Considering the overall results provided within this study, different solutions can be proposed to mediate the displacement of the markers. First, anatomical landmark identification should be followed carefully and with good training of the responsible evaluators. The guidelines used for marker placement in our data are recommended14. Secondly, the refered evaluator should have additional attention to the markers and directions which have a large impact on the kinematics, as demonstrated in the Fig. 4. In order to solve the high sensitivity observed on the wand, lateral femoral epicondyle and lateral tibial malleolus to anterior–posterior misplacement, Knee Alignment Device or the medial femoral and tibial markers could be a solution but specific studies are required to validate the possible solution5,20. Thirdly, in patients who have undergone 3D imaging, a fusion between medical imaging and motion capture system could limit the marker misplacement but seems difficult to apply to all patients who performed a clinical gait analysis21.

The present study had some limitations. Firstly, the lack of literature regarding gait analysis’ sensitivity to marker placement makes comparisons with our results difficult. Secondly, marker displacement was done virtually, so the effects of soft tissue artifacts could not be considered. Different marker displacement distances and axes could also induce different soft tissue artifacts22,23. Moreover, our reference marker placements cannot be considered as ‘true’ references as they too were subject to the uncertainty of marker placement. We only applied displacements of 10 mm in only four directions, although that distance was defined according to Della Croce’s results and to serve as a potential standard reference for future comparisons11. Finally, the enormous amount of simulations required to compute every potential combination of marker displacement for the twenty subjects required enormous computing time. This imposed limits on the testing of numerous displacement distances and directions, as previously reported for single-marker displacements13.

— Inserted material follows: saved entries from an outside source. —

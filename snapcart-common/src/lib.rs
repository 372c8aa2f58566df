//! # Snapcart Common Library
//!
//! Shared code for the snapcart services:
//! - Error and result types
//! - Configuration file discovery, root folder resolution, TOML write-back
//! - Tracing subscriber setup

pub mod config;
pub mod error;
pub mod logging;

pub use error::{Error, Result};
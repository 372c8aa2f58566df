//! Photo inference workflow
//!
//! One invocation passes strictly through:
//! Dispatched → AwaitingAllSignals → Merged → TaxonomyExpanded → Selected → Terminal
//!
//! No state survives an invocation; cancellation can end it at any point
//! before `Selected`.

pub mod pipeline;

use crate::fusion::SignalStatus;
use crate::types::SourceKind;

pub use pipeline::{InferencePipeline, PipelineConfig};

/// Pipeline state within one invocation
#[derive(Debug, Clone, Copy, PartialEq, Eq, serde::Serialize, serde::Deserialize)]
#[serde(rename_all = "snake_case")]
pub enum PipelineStage {
    Dispatched,
    AwaitingAllSignals,
    Merged,
    TaxonomyExpanded,
    Selected,
    Terminal,
}

/// Progress events for observers (logs, SSE, tests)
#[derive(Debug, Clone, serde::Serialize)]
#[serde(tag = "type")]
pub enum PipelineEvent {
    /// Pipeline entered a new stage
    StageEntered {
        stage: PipelineStage,
    },

    /// One recognition signal reported
    SignalCompleted {
        source: SourceKind,
        /// Terms kept after confidence filtering and normalization
        terms: Vec<String>,
        status: SignalStatus,
    },

    /// Invocation was cancelled by the caller
    Cancelled,
}
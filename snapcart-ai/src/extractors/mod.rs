//! Recognition Adapters
//!
//! Thin shims around the three black-box capability providers. Each adapter
//! returns ranked `RecognitionCandidate`s; the per-signal `SignalPolicy`
//! reduces them to raw terms before fusion.
//!
//! # Adapters
//! 1. **remote_recognizer** - HTTP classification service (text, object or scene)
//! 2. **static_recognizer** - Fixed output / unavailable signal
//!
//! # Error Isolation
//! Adapter failures never leave the signal coordinator: a failed signal
//! contributes an empty list and the other two are unaffected.

pub mod remote_recognizer;
pub mod signal_policy;
pub mod static_recognizer;

pub use remote_recognizer::RemoteRecognizer;
pub use signal_policy::SignalPolicy;
pub use static_recognizer::StaticRecognizer;

use crate::types::{Recognizer, SourceKind};
use std::sync::Arc;
use tracing::warn;

/// The three recognition adapters of one pipeline
///
/// Exactly one adapter per signal; the coordinator dispatches all three on
/// every invocation.
#[derive(Clone)]
pub struct RecognizerSet {
    pub text: Arc<dyn Recognizer>,
    pub object: Arc<dyn Recognizer>,
    pub scene: Arc<dyn Recognizer>,
}

impl RecognizerSet {
    /// Build a set, checking each adapter is in the right slot
    ///
    /// A misplaced adapter is logged and replaced by an unavailable one.
    pub fn new(
        text: Arc<dyn Recognizer>,
        object: Arc<dyn Recognizer>,
        scene: Arc<dyn Recognizer>,
    ) -> Self {
        Self {
            text: checked_slot(SourceKind::Text, text),
            object: checked_slot(SourceKind::Object, object),
            scene: checked_slot(SourceKind::Scene, scene),
        }
    }

    /// Every signal unavailable (pipeline always reports "no term detected")
    pub fn unavailable() -> Self {
        Self {
            text: Arc::new(StaticRecognizer::unavailable(SourceKind::Text)),
            object: Arc::new(StaticRecognizer::unavailable(SourceKind::Object)),
            scene: Arc::new(StaticRecognizer::unavailable(SourceKind::Scene)),
        }
    }

    /// Adapter for a signal
    pub fn get(&self, kind: SourceKind) -> &Arc<dyn Recognizer> {
        match kind {
            SourceKind::Text => &self.text,
            SourceKind::Object => &self.object,
            SourceKind::Scene => &self.scene,
        }
    }
}

fn checked_slot(expected: SourceKind, recognizer: Arc<dyn Recognizer>) -> Arc<dyn Recognizer> {
    if recognizer.kind() == expected {
        recognizer
    } else {
        warn!(
            expected = %expected,
            actual = %recognizer.kind(),
            recognizer = recognizer.name(),
            "Recognizer wired to wrong signal slot; disabling it"
        );
        Arc::new(StaticRecognizer::unavailable(expected))
    }
}
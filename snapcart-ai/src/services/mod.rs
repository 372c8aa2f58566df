//! Service collaborators outside the inference pipeline

pub mod store_links;

pub use store_links::{default_stores, StoreLink, StoreLinks, StoreTemplate};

To conclude, we performed a very extensive sensitivity analysis combining 390,625 simulated marker placements. We successfully identified the most sensitive angles contributing to an overall marker displacement simulation measurement and quantified the RMSD angles associated with the displacements of the different lower-limb markers. We also identified and analyzed simulated worst-case marker displacement scenarios. Additionally, we reported on which markers and which axes caused the greatest variability in the angles measured. Greater accuracy in the placement of thigh and tibia wands (or markers) and lateral femoral epicondyle markers in the anterior–posterior axis are required to improve the reliability of gait analysis using the GCM.